Regulation at 30 CFR 938.16(ssss). Amendment Required by December 27, 2001, Federal Register Notice: OSM directed Pennsylvania to make it clear that section 5.3(c) of the BMSLCA, relating to other remedies under State law, cannot negate or provide less protection than EPAct.

Discussion: Section 5.3(c) of the BMSLCA provides that nothing in the act shall prevent a landowner who claims water supply problems from seeking any other remedy that may be provided in law or equity. It goes on to indicate that in any proceedings in pursuit of a remedy other than the BMSLCA, the provisions of the Act shall not apply and the operator may assert in defense any rights or waivers from deeds, leases or agreements pertaining to mining rights or coal ownership.

In the December 27, 2001, final rule, OSM interpreted this section to mean that if a landowner sought out legal protections apart from the BMSLCA, then he would lose the protection of the BMSLCA. Section 5.3(c) was not approved to the extent that any State law negates or provides less protection than EPAct.

In this submission, PADEP has advised OSM that it interprets section 5.3(c) to allow a landowner or water user who claims contamination, diminution or interruption of a water supply to seek any other remedy that may be provided under law or in equity. PADEP further assures OSM that the landowner has full rights under the BMSLCA while seeking remedies under other laws and that this interpretation does not diminish the protections provided by EPAct.

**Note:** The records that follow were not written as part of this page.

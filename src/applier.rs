use crate::command::{Command, Mutation};
use crate::config::NodeConfig;
use crate::model::{
    audit_value_preview, AuditAction, AuditEvent, AuditVerb, Namespace, ResourceType,
};
use crate::snapshot::{self, SnapshotFile, SnapshotMeta, SnapshotReader};
use crate::store::{ConfigWrite, MaterializedStore};
use crate::wal::Wal;
use crate::wire::{decode_command, EntryKind, LogEntry};
use crate::{blob::store::BlobStore, Error, LogIndex, Result};
use std::collections::BTreeSet;
use std::sync::Arc;
use tokio::sync::{mpsc, oneshot, watch};
use tracing::{debug, error, info, warn};

/// Records restored per store round-trip during snapshot restore.
const RESTORE_CHUNK: usize = 1024;

/// A snapshot received from the leader, to be installed by the applier
/// (which owns all mutation of the materialized store).
pub struct SnapshotInstall {
    pub file: SnapshotFile,
    pub reply: oneshot::Sender<Result<()>>,
}

#[derive(Debug, Clone)]
pub struct ApplierHandle {
    applied_rx: watch::Receiver<LogIndex>,
}

impl ApplierHandle {
    pub fn applied_index(&self) -> LogIndex {
        *self.applied_rx.borrow()
    }

    pub fn applied_watch(&self) -> watch::Receiver<LogIndex> {
        self.applied_rx.clone()
    }
}

/// The single logical worker that folds committed entries into the
/// materialized store, in strictly increasing index order, exactly once.
pub struct Applier {
    config: Arc<NodeConfig>,
    wal: Arc<Wal>,
    store: Arc<dyn MaterializedStore>,
    blobs: Option<Arc<BlobStore>>,
    applied: LogIndex,
    /// Commands (batch inners counted individually) since the last
    /// snapshot.
    commands_since_snapshot: u64,
    applied_tx: watch::Sender<LogIndex>,
}
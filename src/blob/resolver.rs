use super::store::BlobStore;
use super::validate_blob_id;
use crate::transport::Transport;
use crate::{Error, NodeId, Result};
use dashmap::DashMap;
use std::sync::Arc;
use tokio::sync::Mutex;
use tracing::{debug, info, warn};

/// Read-side blob resolution: local first, then any live peer. A per-id
/// singleflight gate keeps a thundering herd of readers behind a single
/// fetch.
#[derive(Debug)]
pub struct BlobResolver {
    store: Arc<BlobStore>,
    transport: Arc<dyn Transport>,
    peers: Vec<NodeId>,
    gates: DashMap<String, Arc<Mutex<()>>>,
}

impl BlobResolver {
    pub fn new(store: Arc<BlobStore>, transport: Arc<dyn Transport>, peers: Vec<NodeId>) -> Self {
        BlobResolver {
            store,
            transport,
            peers,
            gates: DashMap::new(),
        }
    }

    pub async fn resolve(&self, blob_id: &str) -> Result<Vec<u8>> {
        validate_blob_id(blob_id)?;
        match self.read_local(blob_id).await {
            Ok(value) => return Ok(value),
            Err(Error::BlobUnavailable(_)) => {}
            Err(Error::BlobIntegrity { .. }) => {
                // Corrupt copy was discarded; fall through to refetch.
                warn!(blob_id, "refetching blob after local integrity failure");
            }
            Err(e) => return Err(e),
        }

        let gate = self
            .gates
            .entry(blob_id.to_string())
            .or_insert_with(|| Arc::new(Mutex::new(())))
            .clone();
        let _guard = gate.lock().await;

        // Whoever held the gate before us may have fetched it already.
        match self.read_local(blob_id).await {
            Ok(value) => {
                self.gates.remove(blob_id);
                return Ok(value);
            }
            Err(Error::BlobUnavailable(_) | Error::BlobIntegrity { .. }) => {}
            Err(e) => return Err(e),
        }

        let result = self.fetch_from_peers(blob_id).await;
        self.gates.remove(blob_id);
        result
    }

    async fn fetch_from_peers(&self, blob_id: &str) -> Result<Vec<u8>> {
        for peer in self.peers.iter().copied() {
            match self.transport.fetch_blob(peer, blob_id).await {
                Ok(compressed) => {
                    let store = Arc::clone(&self.store);
                    let id = blob_id.to_string();
                    let stored = tokio::task::spawn_blocking(move || {
                        store.put_compressed(&id, &compressed)
                    })
                    .await
                    .map_err(|e| Error::Durability {
                        reason: format!("blob write task: {e}"),
                    })?;
                    match stored {
                        Ok(()) => {
                            info!(blob_id, peer = %peer, "blob repaired from peer");
                            return self.read_local(blob_id).await;
                        }
                        Err(e) => {
                            // Hash mismatch from this peer; try another.
                            warn!(peer = %peer, blob_id, error = %e, "peer served a bad blob");
                        }
                    }
                }
                Err(e) => {
                    debug!(peer = %peer, blob_id, error = %e, "blob fetch failed");
                }
            }
        }
        Err(Error::BlobUnavailable(blob_id.to_string()))
    }

    async fn read_local(&self, blob_id: &str) -> Result<Vec<u8>> {
        let store = Arc::clone(&self.store);
        let id = blob_id.to_string();
        tokio::task::spawn_blocking(move || store.read_value(&id))
            .await
            .map_err(|e| Error::Durability {
                reason: format!("blob read task: {e}"),
            })?
    }
}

PADEP's Proposed Resolution: PADEP proposes that section 5.3(c) of the BMSLCA remain unchanged because it has satisfied the requirement in 30 CFR 938.16(ssss).

Regulation at 30 CFR 938.16(tttt). Amendment Required by December 27, 2001, Federal Register Notice: OSM directed Pennsylvania to amend section 5.4 of the BMSLCA to require prompt repairs or compensation in cases involving damage to EPAct structures (i.e., noncommercial buildings, dwellings and structures related thereto).

Discussion: In the December 27, 2001, final rule, OSM found that SMCRA at section 720(a)(1) and the Federal regulations at 30 CFR 817.121(c)(2) require the prompt repair of structural damage or the payment of compensation to owners of non-commercial buildings or occupied residential dwellings. OSM found that while Pennsylvania did require the repair of, or compensation for damage to, these structures, there was no standard requiring that such repairs or compensation be performed promptly. OSM required Pennsylvania to amend section 5.4 of the BMSLCA (52 P.S. 1406.5d) to require prompt repair and compensation for structures protected under section 720(a)(1) of SMCRA and 30 CFR 817.121(c)(2). OSM made a similar requirement at 30 CFR 938.16(kkkkk) with regard to the implementing regulations at 25 Pa. Code 89.142a(f)(1).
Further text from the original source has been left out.